C'était sans compter avec la perspicacité de A. Van de Louw (USA), qui vient d'écrire une lettre à l'éditeur pour émettre des nuances à l'égard de cette conclusion. Il se pourrait, dit-il, qu'un biais méthodologique se soit introduit via la méthode de calcul des paramètres secondaires de la variabilité cardiaque, notamment la puissance totale. L'auteur de la lettre souligne que les recommandations de la Task Force de l'European Society of Cardiology et de la North American Society of Pacing and Electrophysiology conseillent de pratiquer les mesures alors que le rythme respiratoire est à une fréquence moyenne, à savoir entre 9 et 24/min.
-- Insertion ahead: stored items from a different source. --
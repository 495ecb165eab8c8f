//! Persistent key/value storage for client state.
//!
//! The session record lives under a single well-known key. [`FileStorage`]
//! keeps one JSON file per key in a directory; [`MemoryStorage`] backs tests
//! and ephemeral runs.

use std::collections::HashMap;
use std::io::ErrorKind;
use std::path::{Path, PathBuf};
use std::sync::{Mutex, PoisonError};

use super::SessionError;

/// Key/value storage the session store persists into.
pub trait SessionStorage: Send + Sync {
    /// Read the value stored under `key`, if any.
    ///
    /// # Errors
    ///
    /// Returns an error if the backing store cannot be read.
    fn get(&self, key: &str) -> Result<Option<String>, SessionError>;

    /// Store `value` under `key`, replacing any previous value.
    ///
    /// # Errors
    ///
    /// Returns an error if the backing store cannot be written.
    fn set(&self, key: &str, value: &str) -> Result<(), SessionError>;

    /// Remove the value stored under `key`. Removing a missing key succeeds.
    ///
    /// # Errors
    ///
    /// Returns an error if the backing store cannot be written.
    fn remove(&self, key: &str) -> Result<(), SessionError>;
}

// =============================================================================
// FileStorage
// =============================================================================

/// Directory-backed storage: `<dir>/<key>.json`.
#[derive(Debug, Clone)]
pub struct FileStorage {
    dir: PathBuf,
}

impl FileStorage {
    /// Create storage rooted at `dir`. The directory is created on first write.
    #[must_use]
    pub fn new(dir: impl Into<PathBuf>) -> Self {
        Self { dir: dir.into() }
    }

    /// Directory holding the stored files.
    #[must_use]
    pub fn dir(&self) -> &Path {
        &self.dir
    }

    fn path_for(&self, key: &str) -> PathBuf {
        self.dir.join(format!("{key}.json"))
    }
}

impl SessionStorage for FileStorage {
    fn get(&self, key: &str) -> Result<Option<String>, SessionError> {
        match std::fs::read_to_string(self.path_for(key)) {
            Ok(contents) => Ok(Some(contents)),
            Err(e) if e.kind() == ErrorKind::NotFound => Ok(None),
            Err(e) => Err(SessionError::Storage(e.to_string())),
        }
    }

    fn set(&self, key: &str, value: &str) -> Result<(), SessionError> {
        std::fs::create_dir_all(&self.dir).map_err(|e| SessionError::Storage(e.to_string()))?;

        // Write a sibling file, then rename over the record.
        let path = self.path_for(key);
        let tmp = path.with_extension("json.tmp");
        write_private(&tmp, value).map_err(|e| SessionError::Storage(e.to_string()))?;
        std::fs::rename(&tmp, &path).map_err(|e| SessionError::Storage(e.to_string()))
    }

    fn remove(&self, key: &str) -> Result<(), SessionError> {
        match std::fs::remove_file(self.path_for(key)) {
            Ok(()) => Ok(()),
            Err(e) if e.kind() == ErrorKind::NotFound => Ok(()),
            Err(e) => Err(SessionError::Storage(e.to_string())),
        }
    }
}

// =============================================================================
// MemoryStorage
// =============================================================================

/// In-memory storage.
#[derive(Debug, Default)]
pub struct MemoryStorage {
    entries: Mutex<HashMap<String, String>>,
}

impl MemoryStorage {
    /// Create empty storage.
    #[must_use]
    pub fn new() -> Self {
        Self::default()
    }

    /// Create storage pre-populated with one entry.
    #[must_use]
    pub fn with_entry(key: &str, value: &str) -> Self {
        let storage = Self::default();
        storage
            .entries
            .lock()
            .unwrap_or_else(PoisonError::into_inner)
            .insert(key.to_string(), value.to_string());
        storage
    }
}

impl SessionStorage for MemoryStorage {
    fn get(&self, key: &str) -> Result<Option<String>, SessionError> {
        Ok(self
            .entries
            .lock()
            .unwrap_or_else(PoisonError::into_inner)
            .get(key)
            .cloned())
    }

    fn set(&self, key: &str, value: &str) -> Result<(), SessionError> {
        self.entries
            .lock()
            .unwrap_or_else(PoisonError::into_inner)
            .insert(key.to_string(), value.to_string());
        Ok(())
    }

    fn remove(&self, key: &str) -> Result<(), SessionError> {
        self.entries
            .lock()
            .unwrap_or_else(PoisonError::into_inner)
            .remove(key);
        Ok(())
    }
}

/// Write `value` to `path`, readable by the owner only on unix. The record
/// holds a bearer token.
fn write_private(path: &Path, value: &str) -> std::io::Result<()> {
    use std::io::Write;

    let mut options = std::fs::OpenOptions::new();
    options.write(true).create(true).truncate(true);
    #[cfg(unix)]
    {
        use std::os::unix::fs::{OpenOptionsExt, PermissionsExt};
        options.mode(0o600);
        // `mode` only applies on creation; a leftover temp file keeps its own.
        if path.exists() {
            std::fs::set_permissions(path, std::fs::Permissions::from_mode(0o600))?;
        }
    }

    let mut file = options.open(path)?;
    file.write_all(value.as_bytes())?;
    file.sync_all()
}

impl<S: SessionStorage + ?Sized> SessionStorage for std::sync::Arc<S> {
    fn get(&self, key: &str) -> Result<Option<String>, SessionError> {
        (**self).get(key)
    }

    fn set(&self, key: &str, value: &str) -> Result<(), SessionError> {
        (**self).set(key, value)
    }

    fn remove(&self, key: &str) -> Result<(), SessionError> {
        (**self).remove(key)
    }
}

#[cfg(test)]
#[allow(clippy::unwrap_used)]
mod tests {
    use super::*;

    #[test]
    fn test_memory_storage_roundtrip() {
        let storage = MemoryStorage::new();
        assert_eq!(storage.get("k").unwrap(), None);
        storage.set("k", "v").unwrap();
        assert_eq!(storage.get("k").unwrap().as_deref(), Some("v"));
        storage.remove("k").unwrap();
        storage.remove("k").unwrap();
        assert_eq!(storage.get("k").unwrap(), None);
    }

    #[test]
    fn test_file_storage_roundtrip() {
        let dir = std::env::temp_dir().join(format!("gbg-storage-{}", uuid::Uuid::new_v4()));
        let storage = FileStorage::new(&dir);

        assert_eq!(storage.get("gbg_session").unwrap(), None);
        storage.set("gbg_session", "{\"a\":1}").unwrap();
        assert!(dir.join("gbg_session.json").exists());
        assert_eq!(
            storage.get("gbg_session").unwrap().as_deref(),
            Some("{\"a\":1}")
        );

        storage.remove("gbg_session").unwrap();
        assert!(!dir.join("gbg_session.json").exists());
        storage.remove("gbg_session").unwrap();

        std::fs::remove_dir_all(&dir).unwrap();
    }

    #[cfg(unix)]
    #[test]
    fn test_file_storage_record_is_owner_only() {
        use std::os::unix::fs::PermissionsExt;

        let dir = std::env::temp_dir().join(format!("gbg-storage-{}", uuid::Uuid::new_v4()));
        let storage = FileStorage::new(&dir);
        storage.set("gbg_session", "{\"token\":\"t\"}").unwrap();
        storage.set("gbg_session", "{\"token\":\"u\"}").unwrap();

        let mode = std::fs::metadata(dir.join("gbg_session.json"))
            .unwrap()
            .permissions()
            .mode();
        assert_eq!(mode & 0o777, 0o600);

        std::fs::remove_dir_all(&dir).unwrap();
    }
}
Or Huang et al. ont pris pour critère d'échec du test d'extubation une fréquence respiratoire de 35/min. Il est probable, dit Van de Louw, qu'une telle fréquence respiratoire soit responsable, au moins en partie, des constatations faites chez les patients en échec.
Wait and see
Pour le savoir, il faudrait tenir compte dans les études futures, de la fréquence respiratoire élevée à laquelle se font les mesures de variabilité de la fréquence cardiaque. On attendra donc de nouvelles études.